- RECORDS FOR THE TASK -
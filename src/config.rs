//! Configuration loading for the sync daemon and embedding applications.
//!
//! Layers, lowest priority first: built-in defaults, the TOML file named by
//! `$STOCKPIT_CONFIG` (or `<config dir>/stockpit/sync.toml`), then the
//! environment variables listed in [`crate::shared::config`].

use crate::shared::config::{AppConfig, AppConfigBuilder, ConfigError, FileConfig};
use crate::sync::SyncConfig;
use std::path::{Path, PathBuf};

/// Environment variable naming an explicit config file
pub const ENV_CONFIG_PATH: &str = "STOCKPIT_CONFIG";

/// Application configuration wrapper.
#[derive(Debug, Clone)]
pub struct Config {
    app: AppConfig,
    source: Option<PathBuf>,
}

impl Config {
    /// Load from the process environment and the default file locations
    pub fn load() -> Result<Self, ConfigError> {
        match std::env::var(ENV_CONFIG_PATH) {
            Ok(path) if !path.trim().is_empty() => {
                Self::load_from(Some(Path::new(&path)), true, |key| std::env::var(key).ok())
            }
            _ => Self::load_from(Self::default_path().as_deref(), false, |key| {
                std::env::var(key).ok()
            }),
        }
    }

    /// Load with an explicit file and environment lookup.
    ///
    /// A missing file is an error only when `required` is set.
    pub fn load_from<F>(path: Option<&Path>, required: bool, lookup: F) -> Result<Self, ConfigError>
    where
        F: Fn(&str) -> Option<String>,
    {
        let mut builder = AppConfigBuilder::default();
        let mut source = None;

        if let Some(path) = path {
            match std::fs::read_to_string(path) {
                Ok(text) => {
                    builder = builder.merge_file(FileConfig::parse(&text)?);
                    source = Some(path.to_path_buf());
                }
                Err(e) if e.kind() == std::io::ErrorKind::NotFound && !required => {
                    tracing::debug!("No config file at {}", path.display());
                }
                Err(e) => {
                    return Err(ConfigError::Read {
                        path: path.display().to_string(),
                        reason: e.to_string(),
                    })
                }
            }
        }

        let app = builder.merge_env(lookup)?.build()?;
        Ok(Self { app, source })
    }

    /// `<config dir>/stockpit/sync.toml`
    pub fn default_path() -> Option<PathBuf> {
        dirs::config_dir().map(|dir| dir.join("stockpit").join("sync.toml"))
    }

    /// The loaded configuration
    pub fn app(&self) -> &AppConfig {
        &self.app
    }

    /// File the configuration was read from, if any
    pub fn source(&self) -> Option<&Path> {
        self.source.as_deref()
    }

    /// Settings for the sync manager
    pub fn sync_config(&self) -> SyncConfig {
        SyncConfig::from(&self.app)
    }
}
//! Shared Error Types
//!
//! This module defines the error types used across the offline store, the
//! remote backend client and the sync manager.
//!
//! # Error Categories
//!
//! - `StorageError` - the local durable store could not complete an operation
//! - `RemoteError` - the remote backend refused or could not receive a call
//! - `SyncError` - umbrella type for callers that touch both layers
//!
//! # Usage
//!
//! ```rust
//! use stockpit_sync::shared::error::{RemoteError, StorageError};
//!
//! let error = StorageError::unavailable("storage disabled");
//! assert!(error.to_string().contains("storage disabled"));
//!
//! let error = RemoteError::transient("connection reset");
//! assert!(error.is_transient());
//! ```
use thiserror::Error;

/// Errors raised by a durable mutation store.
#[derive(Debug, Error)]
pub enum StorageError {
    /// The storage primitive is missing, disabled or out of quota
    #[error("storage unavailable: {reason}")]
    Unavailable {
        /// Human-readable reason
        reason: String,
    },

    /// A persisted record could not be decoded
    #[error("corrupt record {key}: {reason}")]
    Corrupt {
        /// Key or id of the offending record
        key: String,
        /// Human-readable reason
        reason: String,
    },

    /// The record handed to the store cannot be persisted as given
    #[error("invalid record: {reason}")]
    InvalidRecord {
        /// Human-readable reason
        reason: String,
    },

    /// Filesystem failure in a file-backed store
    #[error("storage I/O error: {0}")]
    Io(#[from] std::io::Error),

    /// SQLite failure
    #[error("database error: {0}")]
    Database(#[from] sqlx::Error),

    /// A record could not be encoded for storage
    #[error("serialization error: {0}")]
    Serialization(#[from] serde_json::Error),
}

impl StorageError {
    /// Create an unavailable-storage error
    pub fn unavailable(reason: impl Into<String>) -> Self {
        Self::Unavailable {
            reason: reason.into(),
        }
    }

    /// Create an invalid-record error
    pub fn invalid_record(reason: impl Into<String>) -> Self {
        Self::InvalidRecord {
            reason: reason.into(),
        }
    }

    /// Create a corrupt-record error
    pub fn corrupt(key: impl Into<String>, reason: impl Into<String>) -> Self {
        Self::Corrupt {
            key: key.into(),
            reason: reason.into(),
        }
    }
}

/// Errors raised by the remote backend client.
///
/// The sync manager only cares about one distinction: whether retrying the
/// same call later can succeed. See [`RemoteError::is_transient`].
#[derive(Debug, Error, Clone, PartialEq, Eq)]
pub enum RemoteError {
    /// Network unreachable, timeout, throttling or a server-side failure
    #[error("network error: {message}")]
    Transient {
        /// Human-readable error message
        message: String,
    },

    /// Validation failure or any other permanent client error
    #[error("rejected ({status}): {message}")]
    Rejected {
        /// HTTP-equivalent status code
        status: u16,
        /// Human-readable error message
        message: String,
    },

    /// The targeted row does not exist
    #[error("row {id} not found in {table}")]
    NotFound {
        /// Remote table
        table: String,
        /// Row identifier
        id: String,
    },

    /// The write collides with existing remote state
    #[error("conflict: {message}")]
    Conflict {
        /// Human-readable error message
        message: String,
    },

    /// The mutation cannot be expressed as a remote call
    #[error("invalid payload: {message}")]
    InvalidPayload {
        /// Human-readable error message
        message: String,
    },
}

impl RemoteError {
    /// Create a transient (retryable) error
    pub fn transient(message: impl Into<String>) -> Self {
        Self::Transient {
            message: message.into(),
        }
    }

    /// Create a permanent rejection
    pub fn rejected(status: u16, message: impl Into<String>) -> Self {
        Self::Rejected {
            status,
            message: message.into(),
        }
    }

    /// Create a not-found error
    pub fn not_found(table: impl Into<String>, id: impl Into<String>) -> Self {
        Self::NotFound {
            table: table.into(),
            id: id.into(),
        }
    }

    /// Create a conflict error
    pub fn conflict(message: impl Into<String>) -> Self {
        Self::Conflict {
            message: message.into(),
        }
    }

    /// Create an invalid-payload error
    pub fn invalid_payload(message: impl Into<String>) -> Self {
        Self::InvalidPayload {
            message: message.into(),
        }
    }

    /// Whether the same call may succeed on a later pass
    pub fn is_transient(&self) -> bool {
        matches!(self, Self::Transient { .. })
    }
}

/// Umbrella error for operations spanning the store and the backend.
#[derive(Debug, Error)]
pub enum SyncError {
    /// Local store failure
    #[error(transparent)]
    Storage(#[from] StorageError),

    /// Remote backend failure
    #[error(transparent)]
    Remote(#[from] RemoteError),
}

- DIRECTIONS -
Count how many lines of the listing include "PathBuf". Nothing but the number is wanted.

- EXPECTED OUTPUT -
3